Grimm Audio is based in the Netherlands, and is the brainchild of four prominent audio engineers. It has forged a strong reputation with products based on tested scientific principles. The LS1 and its partner subwoofer, the LS1s, represent a first foray into loudspeakers, and are the end result of a rigorous development process.
It’s immediately clear the LS1 is something different: black (custom colour schemes are available), and standing 1.44m tall, semi-cylindical legs support a flat 14-litre sealed enclosure (47x36x16cm HWD) containing two SEAS drivers, an 8-inch woofer and a 1-inch tweeter. System electronics reside in one of the legs and include 48/76-bit DSP, a high-quality digital clock based on Grimm’s standalone CC1, A/D and D/A converters (both analogue and AES digital inputs are available), and two 180 watt Hypex NCore Class D amplifiers. The subwoofer measures 17x34x34cm with the same rounded-corner profile as the LS1’s baseplate. It fits snugly at the bottom of the legs with its 9-inch (23cm) Peerless driver facing upwards and is powered by a 400-watt Class D amplifier.
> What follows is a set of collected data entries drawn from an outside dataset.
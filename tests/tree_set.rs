use std::collections::BTreeSet;

use pretty_assertions::assert_eq;
use proptest::prelude::*;
use rubi_tree::{RBTreeSet, TreeError};

/// The number of elements to generate for each proptest case.
const TEST_SIZE: usize = 1_000;

fn value_strategy() -> impl Strategy<Value = i32> {
    -800i32..800i32
}

fn values_strategy() -> impl Strategy<Value = Vec<i32>> {
    proptest::collection::vec(value_strategy(), 0..TEST_SIZE)
}

fn build(values: &[i32]) -> (RBTreeSet<i32>, BTreeSet<i32>) {
    (values.iter().copied().collect(), values.iter().copied().collect())
}

fn contents(set: &RBTreeSet<i32>) -> Vec<i32> {
    set.iter().copied().collect()
}

#[derive(Debug, Clone)]
enum SetOp {
    Insert(i32),
    Replace(i32),
    Remove(i32),
    Take(i32),
    Contains(i32),
    PopFirst,
    PopLast,
}

fn set_op_strategy() -> impl Strategy<Value = SetOp> {
    prop_oneof![
        5 => value_strategy().prop_map(SetOp::Insert),
        1 => value_strategy().prop_map(SetOp::Replace),
        3 => value_strategy().prop_map(SetOp::Remove),
        1 => value_strategy().prop_map(SetOp::Take),
        2 => value_strategy().prop_map(SetOp::Contains),
        1 => Just(SetOp::PopFirst),
        1 => Just(SetOp::PopLast),
    ]
}

proptest! {
    #![proptest_config(ProptestConfig::with_cases(20))]

    /// Replays a random operation sequence on both `RBTreeSet` and `BTreeSet`.
    #[test]
    fn set_ops_match_btreeset(ops in proptest::collection::vec(set_op_strategy(), TEST_SIZE)) {
        let mut rb_set: RBTreeSet<i32> = RBTreeSet::new();
        let mut bt_set: BTreeSet<i32> = BTreeSet::new();

        for op in &ops {
            match *op {
                SetOp::Insert(v) => {
                    prop_assert_eq!(rb_set.insert(v), bt_set.insert(v), "insert({})", v);
                }
                SetOp::Replace(v) => {
                    prop_assert_eq!(rb_set.replace(v), bt_set.replace(v), "replace({})", v);
                }
                SetOp::Remove(v) => {
                    prop_assert_eq!(rb_set.remove(&v), bt_set.remove(&v), "remove({})", v);
                }
                SetOp::Take(v) => {
                    prop_assert_eq!(rb_set.take(&v), bt_set.take(&v), "take({})", v);
                }
                SetOp::Contains(v) => {
                    prop_assert_eq!(rb_set.contains(&v), bt_set.contains(&v), "contains({})", v);
                }
                SetOp::PopFirst => {
                    prop_assert_eq!(rb_set.pop_first().ok(), bt_set.pop_first(), "pop_first");
                }
                SetOp::PopLast => {
                    prop_assert_eq!(rb_set.pop_last().ok(), bt_set.pop_last(), "pop_last");
                }
            }
            prop_assert_eq!(rb_set.len(), bt_set.len(), "len mismatch after {:?}", op);
            prop_assert_eq!(rb_set.first().ok(), bt_set.first(), "first mismatch after {:?}", op);
            prop_assert_eq!(rb_set.last().ok(), bt_set.last(), "last mismatch after {:?}", op);
        }

        prop_assert!(rb_set.iter().eq(bt_set.iter()));
    }

    /// Tests the strict/weak neighbour queries against BTreeSet ranges.
    #[test]
    fn neighbours_match_btreeset(values in values_strategy(), probe in value_strategy()) {
        let (rb_set, bt_set) = build(&values);

        prop_assert_eq!(rb_set.strict_successor_of(&probe), bt_set.range(probe + 1..).next());
        prop_assert_eq!(rb_set.weak_successor_of(&probe), bt_set.range(probe..).next());
        prop_assert_eq!(rb_set.strict_predecessor_of(&probe), bt_set.range(..probe).next_back());
        prop_assert_eq!(rb_set.weak_predecessor_of(&probe), bt_set.range(..=probe).next_back());
    }

    /// Tests the in-place algebra against BTreeSet's set operations.
    #[test]
    fn in_place_algebra_matches_btreeset(a in values_strategy(), b in values_strategy()) {
        let (rb_a, bt_a) = build(&a);
        let (rb_b, bt_b) = build(&b);

        let mut union = rb_a.clone();
        union.union_with(b.iter().copied());
        prop_assert_eq!(contents(&union), bt_a.union(&bt_b).copied().collect::<Vec<_>>());

        let mut intersection = rb_a.clone();
        intersection.intersect_with(&b);
        prop_assert_eq!(contents(&intersection), bt_a.intersection(&bt_b).copied().collect::<Vec<_>>());

        let mut difference = rb_a.clone();
        difference.except_with(&b);
        prop_assert_eq!(contents(&difference), bt_a.difference(&bt_b).copied().collect::<Vec<_>>());

        let mut symmetric = rb_a.clone();
        symmetric.symmetric_except_with(b.iter().copied());
        prop_assert_eq!(contents(&symmetric), bt_a.symmetric_difference(&bt_b).copied().collect::<Vec<_>>());

        prop_assert_eq!(contents(&(&rb_a | &rb_b)), contents(&union));
        prop_assert_eq!(contents(&(&rb_a & &rb_b)), contents(&intersection));
        prop_assert_eq!(contents(&(&rb_a - &rb_b)), contents(&difference));
        prop_assert_eq!(contents(&(&rb_a ^ &rb_b)), contents(&symmetric));
    }

    /// Tests the subset/superset/overlap predicates.
    #[test]
    fn predicates_match_btreeset(a in values_strategy(), b in values_strategy()) {
        let (rb_a, bt_a) = build(&a);
        let (rb_b, bt_b) = build(&b);

        prop_assert_eq!(rb_a.is_subset_of(&rb_b), bt_a.is_subset(&bt_b));
        prop_assert_eq!(rb_a.is_superset_of(&rb_b), bt_a.is_superset(&bt_b));
        prop_assert_eq!(rb_a.is_disjoint(&rb_b), bt_a.is_disjoint(&bt_b));
        prop_assert_eq!(rb_a.overlaps(&rb_b), !bt_a.is_disjoint(&bt_b));

        let union = &rb_a | &rb_b;
        prop_assert!(rb_a.is_subset_of(&union));
        prop_assert!(union.is_superset_of(&rb_b));

        // The raw vectors repeat values; the predicates must not care.
        prop_assert_eq!(rb_a.is_subset_of(&b), bt_a.is_subset(&bt_b));
        prop_assert_eq!(rb_a.is_superset_of(&b), bt_a.is_superset(&bt_b));
        prop_assert_eq!(rb_a.overlaps(&b), !bt_a.is_disjoint(&bt_b));
    }

    /// Tests range and retain against BTreeSet.
    #[test]
    fn range_and_retain_match_btreeset(values in values_strategy(), lo in value_strategy(), hi in value_strategy()) {
        let (mut rb_set, mut bt_set) = build(&values);
        let (lo, hi) = if lo <= hi { (lo, hi) } else { (hi, lo) };

        prop_assert!(rb_set.range(lo..hi).eq(bt_set.range(lo..hi)));
        prop_assert!(rb_set.range(lo..=hi).rev().eq(bt_set.range(lo..=hi).rev()));

        rb_set.retain(|v| v % 3 != 0);
        bt_set.retain(|v| v % 3 != 0);
        prop_assert!(rb_set.into_iter().eq(bt_set));
    }
}

#[test]
fn concrete_scenario() {
    let mut set = RBTreeSet::new();
    for k in [5, 3, 8, 1, 4, 7, 9] {
        set.insert(k);
    }

    assert_eq!(set.first(), Ok(&1));
    assert_eq!(set.last(), Ok(&9));
    assert_eq!(set.strict_successor_of(&5), Some(&7));
    assert_eq!(set.weak_successor_of(&5), Some(&5));

    assert_eq!(set.pop_first(), Ok(1));
    assert_eq!(set.len(), 6);
    assert_eq!(set.first(), Ok(&3));
}

#[test]
fn empty_set_reports_empty_container() {
    let mut set: RBTreeSet<char> = RBTreeSet::default();
    assert_eq!(set.first(), Err(TreeError::EmptyContainer));
    assert_eq!(set.last(), Err(TreeError::EmptyContainer));
    assert_eq!(set.pop_first(), Err(TreeError::EmptyContainer));
    assert_eq!(set.pop_last(), Err(TreeError::EmptyContainer));
    assert_eq!(set.strict_successor_of(&'a'), None);
}

#[test]
fn set_algebra_with_custom_order() {
    let by_len = |a: &&str, b: &&str| a.len().cmp(&b.len());
    let mut set: RBTreeSet<&str, _> = RBTreeSet::with_comparator(by_len);
    set.extend(["ccc", "a", "bb"]);

    // "zz" compares equal to "bb" under this order.
    assert!(set.contains(&"zz"));
    set.except_with(["zz"]);
    assert_eq!(set.iter().copied().collect::<Vec<_>>(), ["a", "ccc"]);
}

#[test]
fn debug_formats_as_set() {
    let set = RBTreeSet::from([3, 1, 2]);
    assert_eq!(format!("{set:?}"), "{1, 2, 3}");
}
Controlling the system is a USB interface and software for Mac or PC. In addition to level management the software offers a number of features of interest to professional users, such as left/right swap, the ability to listen to the Side signal on its own and even ‘Ported’ and ‘Small’ speaker emulation modes. An optional wood-ended physical remote with a level wheel and display completes the setup; the ‘press’ action on the wheel can be set to mute or dim playback. The remote provides another two AES inputs in addition to the standard one, so I had my workstation, reference player, and PC’s outputs available and could offset their relative levels if required. Another useful aspect of the remote is being able to set the metering at one’s preferred reference volume, making level-matched comparisons very easy. I’m told there are plans for a ‘pro’ version, making more functions available in hardware, a development that could remove the need for a separate monitor controller.
The LS1 requires some assembly from new, although separating the main elements in transit makes sense with well-designed packaging protecting what is, after all, a sizeable investment. Taking my time, I needed about an hour to attach the legs to the two speakers’ enclosures, add baseplates and leg trims, position the subs and wire everything up – having checked the analogue input worked as expected, I stayed digital throughout the review period. Although placed as normal at the outer points of a listening triangle, Grimm recommends an angle across the front of the user at 45º instead of the usual 30º to reduce room effects. This looks unusual (and of course conventional positioning is also possible) but it worked for me and sounded best in my studio.
After a day of auditioning and run-in time I took the plunge by using the Grimms for all mastering work arising during their residency, debunking conventional wisdom that two-way speakers are not an ideal solution with possibly the clearest and least hyped presentation I’ve heard. I had that feeling of an open window into sound, across a wide range of music styles.
There is clever DSP in the main cabinet crossover between drivers, and (unusually) I was unable to hear the transition point. This promotes an extraordinarily well-balanced top-to-bottom staging of audio, and it’s been said the LS1 sounds in some ways like an electrostatic speaker but with none of the flaws. Don’t get the idea it just makes everything sound good though: while somehow remaining immensely listenable, you’re left in no doubt as to what is and isn’t working in a mix.
Switching in the subs from the remote application extends low frequencies down to 20Hz and increases the available headroom, crossing over at a DSP-controlled 70Hz. Although this works well, it’s likely to be most useful in larger spaces than mine: in my 30m2 room at typical mastering volumes I was happy with the LF provided by the LS1 pair alone and, perhaps surprisingly, didn’t feel a lack of low end resolution despite a gentle rolloff below about 40Hz. The LS1 is protected by an excursion limiter (as with other functions this flashes an LED in the dot of the i of ‘Grimm’ in the cabinet’s logo, a neat touch), and I had to increase gain by about 20dB over my usual reference level before it engaged, and a few dBs more with the subs. Bearing in mind that I was testing with bass-heavy material, I can safely say the system plays loud enough for the majority of users.
With or without a subwoofer, the LS1 is a special loudspeaker. Quality costs, as usual, but you’re getting a number of facilities (amplifiers, converters and monitor control) that might require additional outlay with a more conventional setup. In over a decade of reviews for this magazine I’ve heard only one system to rival the Grimm, and that was more than twice as expensive: I’ll be genuinely sad to part ways at the end of this particular loan period, and would urge anyone looking for a true audio monitor to give the Grimm Audio LS1 a listen.